Supplied records:
◆ ◆ ◆

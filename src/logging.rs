// SPDX-License-Identifier: GPL-3.0-only

//! Logging setup
//!
//! Console output goes through the `tracing-subscriber` fmt layer, filtered by
//! `RUST_LOG`. Events at or above the configured level are additionally
//! appended to the system log, one JSON object per line:
//!
//! ```text
//! {"timestamp":"2025-01-01T12:00:00.000+01:00","level":"INFO","source":"stillcam::pipelines::photo::session","message":"Photo saved path=..."}
//! ```
//!
//! Writing the system log is best-effort; a broken log file never fails a
//! capture.

use crate::errors::{AppError, AppResult};
use serde::{Deserialize, Serialize};
use std::fmt::Write as _;
use std::fs::{File, OpenOptions};
use std::io::Write;
use std::path::{Path, PathBuf};
use std::sync::atomic::{AtomicBool, Ordering};
use std::sync::{Arc, Mutex};
use tracing::field::{Field, Visit};
use tracing::{Event, Level, Subscriber};
use tracing_subscriber::layer::{Context, SubscriberExt};
use tracing_subscriber::util::SubscriberInitExt;
use tracing_subscriber::{EnvFilter, Layer, fmt};

/// One line of the system log
#[derive(Debug, Clone, PartialEq, Eq, Serialize, Deserialize)]
pub struct LogRecord {
    pub timestamp: String,
    pub level: String,
    pub source: String,
    pub message: String,
}

/// Append-only JSON-lines log file
#[derive(Debug)]
pub struct SystemLog {
    path: PathBuf,
    file: Mutex<Option<File>>,
    /// Set after the first write failure so stderr is not flooded
    failed: AtomicBool,
}

impl SystemLog {
    /// The file is opened (and its directory created) on first write
    pub fn new(path: impl Into<PathBuf>) -> Self {
        Self {
            path: path.into(),
            file: Mutex::new(None),
            failed: AtomicBool::new(false),
        }
    }

    pub fn path(&self) -> &Path {
        &self.path
    }

    /// Append one record; returns whether it reached the file
    pub fn log(&self, level: &str, source: &str, message: &str) -> bool {
        let record = LogRecord {
            timestamp: chrono::Local::now().to_rfc3339_opts(chrono::SecondsFormat::Millis, false),
            level: level.to_string(),
            source: source.to_string(),
            message: message.to_string(),
        };
        match self.append(&record) {
            Ok(()) => true,
            Err(e) => {
                if !self.failed.swap(true, Ordering::Relaxed) {
                    eprintln!("Unable to write system log {}: {}", self.path.display(), e);
                }
                false
            }
        }
    }

    fn append(&self, record: &LogRecord) -> std::io::Result<()> {
        let mut line = serde_json::to_string(record)?;
        line.push('\n');

        let mut file = self.file.lock().unwrap_or_else(|poisoned| poisoned.into_inner());
        if file.is_none() {
            if let Some(parent) = self.path.parent()
                && !parent.as_os_str().is_empty()
            {
                std::fs::create_dir_all(parent)?;
            }
            *file = Some(
                OpenOptions::new()
                    .create(true)
                    .append(true)
                    .open(&self.path)?,
            );
        }
        match file.as_mut() {
            Some(handle) => handle.write_all(line.as_bytes()),
            None => Ok(()),
        }
    }
}

/// Read every record of a system log file
pub fn read_records(path: &Path) -> std::io::Result<Vec<LogRecord>> {
    let text = std::fs::read_to_string(path)?;
    text.lines()
        .filter(|line| !line.trim().is_empty())
        .map(|line| serde_json::from_str(line).map_err(std::io::Error::from))
        .collect()
}

/// Forwards tracing events to a [`SystemLog`]
pub struct SystemLogLayer {
    log: Arc<SystemLog>,
    min_level: Level,
}

impl SystemLogLayer {
    /// Forward events at `min_level` and more severe
    pub fn new(log: Arc<SystemLog>, min_level: Level) -> Self {
        Self { log, min_level }
    }
}

impl<S: Subscriber> Layer<S> for SystemLogLayer {
    fn on_event(&self, event: &Event<'_>, _ctx: Context<'_, S>) {
        let metadata = event.metadata();
        // More verbose levels compare greater
        if *metadata.level() > self.min_level {
            return;
        }

        let mut visitor = MessageVisitor::default();
        event.record(&mut visitor);
        self.log
            .log(metadata.level().as_str(), metadata.target(), &visitor.finish());
    }
}

/// Collects the message and `key=value` fields of an event
#[derive(Default)]
struct MessageVisitor {
    message: String,
    fields: String,
}

impl MessageVisitor {
    fn finish(self) -> String {
        match (self.message.is_empty(), self.fields.is_empty()) {
            (_, true) => self.message,
            (true, false) => self.fields,
            (false, false) => format!("{} {}", self.message, self.fields),
        }
    }

    fn push_field(&mut self, name: &str, value: &dyn std::fmt::Display) {
        if !self.fields.is_empty() {
            self.fields.push(' ');
        }
        let _ = write!(self.fields, "{}={}", name, value);
    }
}

impl Visit for MessageVisitor {
    fn record_str(&mut self, field: &Field, value: &str) {
        if field.name() == "message" {
            self.message = value.to_string();
        } else {
            self.push_field(field.name(), &value);
        }
    }

    fn record_debug(&mut self, field: &Field, value: &dyn std::fmt::Debug) {
        if field.name() == "message" {
            self.message = format!("{:?}", value);
        } else {
            self.push_field(field.name(), &format_args!("{:?}", value));
        }
    }
}

/// Install the global subscriber
///
/// `default_filter` applies to the console when `RUST_LOG` is unset.
pub fn init(default_filter: &str, log_file: &Path, min_level: Level) -> AppResult<Arc<SystemLog>> {
    let log = Arc::new(SystemLog::new(log_file));
    let env_filter =
        EnvFilter::try_from_default_env().unwrap_or_else(|_| EnvFilter::new(default_filter));

    tracing_subscriber::registry()
        .with(
            fmt::layer()
                .with_target(true)
                .with_level(true)
                .with_writer(std::io::stderr)
                .with_filter(env_filter),
        )
        .with(SystemLogLayer::new(Arc::clone(&log), min_level))
        .try_init()
        .map_err(|e| AppError::Other(format!("logging already initialized: {}", e)))?;

    Ok(log)
}

#[cfg(test)]
mod tests {
    use super::*;

    fn temp_log() -> PathBuf {
        std::env::temp_dir()
            .join(format!("stillcam-log-{}", uuid::Uuid::new_v4()))
            .join("logs")
            .join("system.log")
    }

    #[test]
    fn test_records_are_appended_as_json_lines() {
        let path = temp_log();
        let log = SystemLog::new(&path);
        assert!(log.log("INFO", "camera", "initialized"));
        assert!(log.log("ERROR", "camera", "capture failed"));

        let records = read_records(&path).unwrap();
        assert_eq!(records.len(), 2);
        assert_eq!(records[0].level, "INFO");
        assert_eq!(records[1].message, "capture failed");
        assert!(!records[0].timestamp.is_empty());

        let _ = std::fs::remove_dir_all(path.parent().unwrap().parent().unwrap());
    }

    #[test]
    fn test_unwritable_log_is_not_fatal() {
        let log = SystemLog::new("/proc/stillcam/system.log");
        assert!(!log.log("INFO", "test", "dropped"));
        assert!(!log.log("INFO", "test", "dropped again"));
    }

    #[test]
    fn test_layer_forwards_by_level() {
        let path = temp_log();
        let log = Arc::new(SystemLog::new(&path));
        let subscriber =
            tracing_subscriber::registry().with(SystemLogLayer::new(Arc::clone(&log), Level::INFO));

        tracing::subscriber::with_default(subscriber, || {
            tracing::debug!("too verbose");
            tracing::info!(frames = 2, "Capture finished");
            tracing::warn!("Driver adjusted configuration");
        });

        let records = read_records(&path).unwrap();
        assert_eq!(records.len(), 2);
        assert_eq!(records[0].message, "Capture finished frames=2");
        assert_eq!(records[1].level, "WARN");

        let _ = std::fs::remove_dir_all(path.parent().unwrap().parent().unwrap());
    }
}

◆ ◆ ◆

Task goal: Working from the listing above, pick out every line that has "struct" and copy it.

Answer section:
pub struct LogRecord {
pub struct SystemLog {
pub struct SystemLogLayer {
struct MessageVisitor {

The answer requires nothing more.